(YOUR ASSIGNMENT)
All that is needed is every record, duplicated exactly.

Stored data entries
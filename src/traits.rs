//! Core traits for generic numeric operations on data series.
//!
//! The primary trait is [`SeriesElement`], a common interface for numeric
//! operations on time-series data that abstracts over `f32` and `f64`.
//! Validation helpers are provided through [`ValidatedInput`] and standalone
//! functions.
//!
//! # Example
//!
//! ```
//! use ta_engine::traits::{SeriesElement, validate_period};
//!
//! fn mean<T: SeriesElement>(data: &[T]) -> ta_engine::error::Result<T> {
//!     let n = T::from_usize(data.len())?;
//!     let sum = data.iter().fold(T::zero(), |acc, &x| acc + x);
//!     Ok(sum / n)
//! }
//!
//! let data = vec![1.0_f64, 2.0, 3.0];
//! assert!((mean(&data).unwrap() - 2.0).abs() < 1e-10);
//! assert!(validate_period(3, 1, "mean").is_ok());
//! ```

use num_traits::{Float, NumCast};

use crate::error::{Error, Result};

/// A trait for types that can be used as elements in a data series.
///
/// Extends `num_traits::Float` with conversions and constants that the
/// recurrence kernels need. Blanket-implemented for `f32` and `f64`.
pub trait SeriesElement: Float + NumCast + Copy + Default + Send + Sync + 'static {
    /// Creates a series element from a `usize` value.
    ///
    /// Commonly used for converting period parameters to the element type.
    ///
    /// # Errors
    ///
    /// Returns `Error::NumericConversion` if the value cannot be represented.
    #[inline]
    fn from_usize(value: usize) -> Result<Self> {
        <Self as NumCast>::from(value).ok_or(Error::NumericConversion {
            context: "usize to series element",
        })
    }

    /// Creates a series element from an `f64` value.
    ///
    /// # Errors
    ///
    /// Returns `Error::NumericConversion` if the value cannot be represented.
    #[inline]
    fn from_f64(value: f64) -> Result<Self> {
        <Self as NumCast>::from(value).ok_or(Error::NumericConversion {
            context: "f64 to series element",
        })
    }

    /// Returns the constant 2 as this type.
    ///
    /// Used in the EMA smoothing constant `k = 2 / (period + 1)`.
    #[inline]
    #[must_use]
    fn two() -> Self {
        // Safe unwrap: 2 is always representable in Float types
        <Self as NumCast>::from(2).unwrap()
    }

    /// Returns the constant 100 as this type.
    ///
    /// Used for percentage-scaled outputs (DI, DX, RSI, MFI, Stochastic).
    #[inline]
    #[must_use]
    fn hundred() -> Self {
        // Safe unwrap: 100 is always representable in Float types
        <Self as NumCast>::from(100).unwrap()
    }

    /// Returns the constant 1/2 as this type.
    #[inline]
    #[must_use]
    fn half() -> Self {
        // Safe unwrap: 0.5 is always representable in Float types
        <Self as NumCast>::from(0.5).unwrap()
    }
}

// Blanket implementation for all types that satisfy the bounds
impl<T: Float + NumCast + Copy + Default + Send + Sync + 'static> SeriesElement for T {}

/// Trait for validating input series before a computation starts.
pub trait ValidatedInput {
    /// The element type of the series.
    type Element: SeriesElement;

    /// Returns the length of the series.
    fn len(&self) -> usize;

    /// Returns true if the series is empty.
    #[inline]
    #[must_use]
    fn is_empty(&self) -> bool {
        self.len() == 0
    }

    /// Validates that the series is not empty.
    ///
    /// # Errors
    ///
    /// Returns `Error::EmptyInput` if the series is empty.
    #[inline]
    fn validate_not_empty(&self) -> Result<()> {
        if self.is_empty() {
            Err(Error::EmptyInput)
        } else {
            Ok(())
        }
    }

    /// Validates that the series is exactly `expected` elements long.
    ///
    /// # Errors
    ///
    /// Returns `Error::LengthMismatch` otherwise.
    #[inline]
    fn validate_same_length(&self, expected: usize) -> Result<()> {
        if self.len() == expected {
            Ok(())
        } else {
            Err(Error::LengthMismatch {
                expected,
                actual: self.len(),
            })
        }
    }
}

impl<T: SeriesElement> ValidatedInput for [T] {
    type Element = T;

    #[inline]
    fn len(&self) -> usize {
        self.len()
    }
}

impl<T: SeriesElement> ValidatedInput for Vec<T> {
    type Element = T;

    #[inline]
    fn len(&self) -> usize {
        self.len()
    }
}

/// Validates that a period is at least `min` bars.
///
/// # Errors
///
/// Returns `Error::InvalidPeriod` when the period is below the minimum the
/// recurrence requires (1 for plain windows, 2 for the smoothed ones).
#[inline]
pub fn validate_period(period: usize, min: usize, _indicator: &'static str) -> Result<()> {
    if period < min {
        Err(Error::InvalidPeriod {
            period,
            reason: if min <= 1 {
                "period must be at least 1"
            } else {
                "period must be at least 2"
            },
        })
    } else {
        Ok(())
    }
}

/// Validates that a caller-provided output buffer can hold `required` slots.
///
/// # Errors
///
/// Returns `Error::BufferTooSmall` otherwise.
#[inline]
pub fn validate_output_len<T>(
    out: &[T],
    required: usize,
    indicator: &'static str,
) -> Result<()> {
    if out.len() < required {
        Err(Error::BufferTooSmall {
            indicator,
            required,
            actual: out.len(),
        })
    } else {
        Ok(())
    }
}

(TASK SOLUTION)
filename src/traits.rs
//! Core traits for generic numeric operations on data series.
//!
//! The primary trait is [`SeriesElement`], a common interface for numeric
//! operations on time-series data that abstracts over `f32` and `f64`.
//! Validation helpers are provided through [`ValidatedInput`] and standalone
//! functions.
//!
//! # Example
//!
//! ```
//! use ta_engine::traits::{SeriesElement, validate_period};
//!
//! fn mean<T: SeriesElement>(data: &[T]) -> ta_engine::error::Result<T> {
//!     let n = T::from_usize(data.len())?;
//!     let sum = data.iter().fold(T::zero(), |acc, &x| acc + x);
//!     Ok(sum / n)
//! }
//!
//! let data = vec![1.0_f64, 2.0, 3.0];
//! assert!((mean(&data).unwrap() - 2.0).abs() < 1e-10);
//! assert!(validate_period(3, 1, "mean").is_ok());
//! ```

use num_traits::{Float, NumCast};

use crate::error::{Error, Result};

/// A trait for types that can be used as elements in a data series.
///
/// Extends `num_traits::Float` with conversions and constants that the
/// recurrence kernels need. Blanket-implemented for `f32` and `f64`.
pub trait SeriesElement: Float + NumCast + Copy + Default + Send + Sync + 'static {
    /// Creates a series element from a `usize` value.
    ///
    /// Commonly used for converting period parameters to the element type.
    ///
    /// # Errors
    ///
    /// Returns `Error::NumericConversion` if the value cannot be represented.
    #[inline]
    fn from_usize(value: usize) -> Result<Self> {
        <Self as NumCast>::from(value).ok_or(Error::NumericConversion {
            context: "usize to series element",
        })
    }

    /// Creates a series element from an `f64` value.
    ///
    /// # Errors
    ///
    /// Returns `Error::NumericConversion` if the value cannot be represented.
    #[inline]
    fn from_f64(value: f64) -> Result<Self> {
        <Self as NumCast>::from(value).ok_or(Error::NumericConversion {
            context: "f64 to series element",
        })
    }

    /// Returns the constant 2 as this type.
    ///
    /// Used in the EMA smoothing constant `k = 2 / (period + 1)`.
    #[inline]
    #[must_use]
    fn two() -> Self {
        // Safe unwrap: 2 is always representable in Float types
        <Self as NumCast>::from(2).unwrap()
    }

    /// Returns the constant 100 as this type.
    ///
    /// Used for percentage-scaled outputs (DI, DX, RSI, MFI, Stochastic).
    #[inline]
    #[must_use]
    fn hundred() -> Self {
        // Safe unwrap: 100 is always representable in Float types
        <Self as NumCast>::from(100).unwrap()
    }

    /// Returns the constant 1/2 as this type.
    #[inline]
    #[must_use]
    fn half() -> Self {
        // Safe unwrap: 0.5 is always representable in Float types
        <Self as NumCast>::from(0.5).unwrap()
    }
}

// Blanket implementation for all types that satisfy the bounds
impl<T: Float + NumCast + Copy + Default + Send + Sync + 'static> SeriesElement for T {}

/// Trait for validating input series before a computation starts.
pub trait ValidatedInput {
    /// The element type of the series.
    type Element: SeriesElement;

    /// Returns the length of the series.
    fn len(&self) -> usize;

    /// Returns true if the series is empty.
    #[inline]
    #[must_use]
    fn is_empty(&self) -> bool {
        self.len() == 0
    }

    /// Validates that the series is not empty.
    ///
    /// # Errors
    ///
    /// Returns `Error::EmptyInput` if the series is empty.
    #[inline]
    fn validate_not_empty(&self) -> Result<()> {
        if self.is_empty() {
            Err(Error::EmptyInput)
        } else {
            Ok(())
        }
    }

    /// Validates that the series is exactly `expected` elements long.
    ///
    /// # Errors
    ///
    /// Returns `Error::LengthMismatch` otherwise.
    #[inline]
    fn validate_same_length(&self, expected: usize) -> Result<()> {
        if self.len() == expected {
            Ok(())
        } else {
            Err(Error::LengthMismatch {
                expected,
                actual: self.len(),
            })
        }
    }
}

impl<T: SeriesElement> ValidatedInput for [T] {
    type Element = T;

    #[inline]
    fn len(&self) -> usize {
        self.len()
    }
}

impl<T: SeriesElement> ValidatedInput for Vec<T> {
    type Element = T;

    #[inline]
    fn len(&self) -> usize {
        self.len()
    }
}

/// Validates that a period is at least `min` bars.
///
/// # Errors
///
/// Returns `Error::InvalidPeriod` when the period is below the minimum the
/// recurrence requires (1 for plain windows, 2 for the smoothed ones).
#[inline]
pub fn validate_period(period: usize, min: usize, _indicator: &'static str) -> Result<()> {
    if period < min {
        Err(Error::InvalidPeriod {
            period,
            reason: if min <= 1 {
                "period must be at least 1"
            } else {
                "period must be at least 2"
            },
        })
    } else {
        Ok(())
    }
}

/// Validates that a caller-provided output buffer can hold `required` slots.
///
/// # Errors
///
/// Returns `Error::BufferTooSmall` otherwise.
#[inline]
pub fn validate_output_len<T>(
    out: &[T],
    required: usize,
    indicator: &'static str,
) -> Result<()> {
    if out.len() < required {
        Err(Error::BufferTooSmall {
            indicator,
            required,
            actual: out.len(),
        })
    } else {
        Ok(())
    }
}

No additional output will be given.